--- Records for this exercise Enclosed Below ---
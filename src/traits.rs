//! Core traits shared by the widgets
//!
//! These give the showcase app one way to draw, focus and feed keys to any
//! component, and give list-like components a common cursor API.

use crossterm::event::KeyEvent;
use ratatui::{layout::Rect, Frame};

/// A focusable widget that owns its own state
pub trait Component {
    /// Draw the component into `area`
    fn draw(&mut self, f: &mut Frame, area: Rect);

    /// Handle a key press, returning `true` if the component consumed it
    fn handle_key_event(&mut self, key: KeyEvent) -> bool;

    fn set_focus(&mut self, focused: bool);

    fn is_focused(&self) -> bool;

    /// Rows the component wants when laid out in a vertical stack
    fn preferred_height(&self) -> u16;
}

/// Trait for components with a movable row cursor
pub trait Navigable {
    /// Move selection up
    fn navigate_up(&mut self);

    /// Move selection down
    fn navigate_down(&mut self);

    /// Get currently selected index
    fn get_selected_index(&self) -> Option<usize>;

    /// Set selected index
    fn set_selected_index(&mut self, index: Option<usize>);

    /// Get total number of items
    fn get_item_count(&self) -> usize;

    /// Navigate to first item
    fn navigate_to_first(&mut self) {
        if self.get_item_count() > 0 {
            self.set_selected_index(Some(0));
        }
    }

    /// Navigate to last item
    fn navigate_to_last(&mut self) {
        let count = self.get_item_count();
        if count > 0 {
            self.set_selected_index(Some(count - 1));
        }
    }
}
//! Reusable widgets
//!
//! Each component owns its local state, draws itself into a ratatui frame and
//! reacts to key events through [`Component`](crate::traits::Component).

pub mod data_table;
pub mod input_field;

pub use data_table::{DataTable, SortConfig, SortDirection, TableView};
pub use input_field::{ChangeEvent, ChangeSource, FieldSize, FieldVariant, InputField, InputType};
use anyhow::{Context, Result};
use clap::Parser;
use crossterm::{
    execute,
    terminal::{disable_raw_mode, enable_raw_mode, EnterAlternateScreen, LeaveAlternateScreen},
};
use ratatui::{backend::CrosstermBackend, Terminal};
use std::io;
use tracing::{error, info, warn};
use tracing_subscriber::{fmt, layer::SubscriberExt, util::SubscriberInitExt, EnvFilter, Layer};

use fieldgrid::{
    app::{self, App},
    cli::Cli,
    config::Config,
    models::{load_records, Record},
    DataTable,
};

fn env_filter() -> EnvFilter {
    EnvFilter::try_from_default_env().unwrap_or_else(|_| EnvFilter::new("fieldgrid=info"))
}

fn main() -> Result<()> {
    let cli = Cli::parse();

    let mut config = Config::from_env()?;
    cli.apply_to(&mut config);
    config.validate()?;

    // Log to a file so the TUI is not drawn over; CLI mode also logs to stderr
    let file_appender = tracing_appender::rolling::never(&config.log_dir, &config.log_file);
    tracing_subscriber::registry()
        .with(
            fmt::layer()
                .with_writer(file_appender)
                .with_ansi(false)
                .with_filter(env_filter()),
        )
        .with(cli.cli.then(|| {
            fmt::layer()
                .with_writer(io::stderr)
                .with_filter(env_filter())
        }))
        .init();

    info!("Starting fieldgrid...");

    let (records, fallback_columns) = match config.data_path {
        Some(ref path) => {
            let records = load_records(path)
                .with_context(|| format!("Failed to load table data from {}", path.display()))?;
            info!("Loaded {} rows from {}", records.len(), path.display());
            let columns = app::columns_for(&records);
            (records, columns)
        }
        None => (app::sample_users(), app::sample_columns()),
    };
    let columns = cli.resolve_columns(fallback_columns);

    if cli.cli {
        return print_table(&cli, records, columns, config.selectable);
    }

    let mut app = App::new(records, columns, config.selectable, cli.loading);
    for key in &cli.sort {
        apply_sort(&mut app.table, key)?;
    }

    enable_raw_mode()?;
    let mut stdout = io::stdout();
    execute!(stdout, EnterAlternateScreen)?;
    let backend = CrosstermBackend::new(stdout);
    let mut terminal = Terminal::new(backend)?;

    let result = app.run(&mut terminal);

    // Restore terminal
    disable_raw_mode()?;
    execute!(terminal.backend_mut(), LeaveAlternateScreen)?;
    terminal.show_cursor()?;

    match result {
        Ok(()) => info!("fieldgrid exited successfully"),
        Err(e) => {
            error!("fieldgrid encountered an error: {}", e);
            eprintln!("Error: {}", e);
            std::process::exit(1);
        }
    }

    Ok(())
}

/// Header click from the command line; clicks on non-sortable columns are
/// reported but not fatal
fn apply_sort(table: &mut DataTable<Record>, key: &str) -> Result<()> {
    if !table.toggle_sort(key)? {
        warn!("Column '{}' is not sortable, ignoring --sort", key);
    }
    Ok(())
}

/// CLI mode: print the table once and exit
fn print_table(
    cli: &Cli,
    records: Vec<Record>,
    columns: Vec<fieldgrid::Column>,
    selectable: bool,
) -> Result<()> {
    let mut table = DataTable::new(records, columns)
        .selectable(selectable)
        .loading(cli.loading);
    for key in &cli.sort {
        apply_sort(&mut table, key)?;
    }

    for line in table.render_plain() {
        println!("{}", line);
    }
    if let Some(sort) = table.sort_config() {
        println!();
        println!("Sorted by {} ({})", sort.field, sort.direction.as_str());
    }
    Ok(())
}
--- End of Enclosed Records for this exercise ---
**Exercise instructions**: Reproduce the final stretch of the data above: every line from the one holding "execute!(terminal.backend_mut(), LeaveAlternateScreen)?;" through the end, inclusive, exactly as written and nothing else.

**Finished task**:
    execute!(terminal.backend_mut(), LeaveAlternateScreen)?;
    terminal.show_cursor()?;

    match result {
        Ok(()) => info!("fieldgrid exited successfully"),
        Err(e) => {
            error!("fieldgrid encountered an error: {}", e);
            eprintln!("Error: {}", e);
            std::process::exit(1);
        }
    }

    Ok(())
}

/// Header click from the command line; clicks on non-sortable columns are
/// reported but not fatal
fn apply_sort(table: &mut DataTable<Record>, key: &str) -> Result<()> {
    if !table.toggle_sort(key)? {
        warn!("Column '{}' is not sortable, ignoring --sort", key);
    }
    Ok(())
}

/// CLI mode: print the table once and exit
fn print_table(
    cli: &Cli,
    records: Vec<Record>,
    columns: Vec<fieldgrid::Column>,
    selectable: bool,
) -> Result<()> {
    let mut table = DataTable::new(records, columns)
        .selectable(selectable)
        .loading(cli.loading);
    for key in &cli.sort {
        apply_sort(&mut table, key)?;
    }

    for line in table.render_plain() {
        println!("{}", line);
    }
    if let Some(sort) = table.sort_config() {
        println!();
        println!("Sorted by {} ({})", sort.field, sort.direction.as_str());
    }
    Ok(())
}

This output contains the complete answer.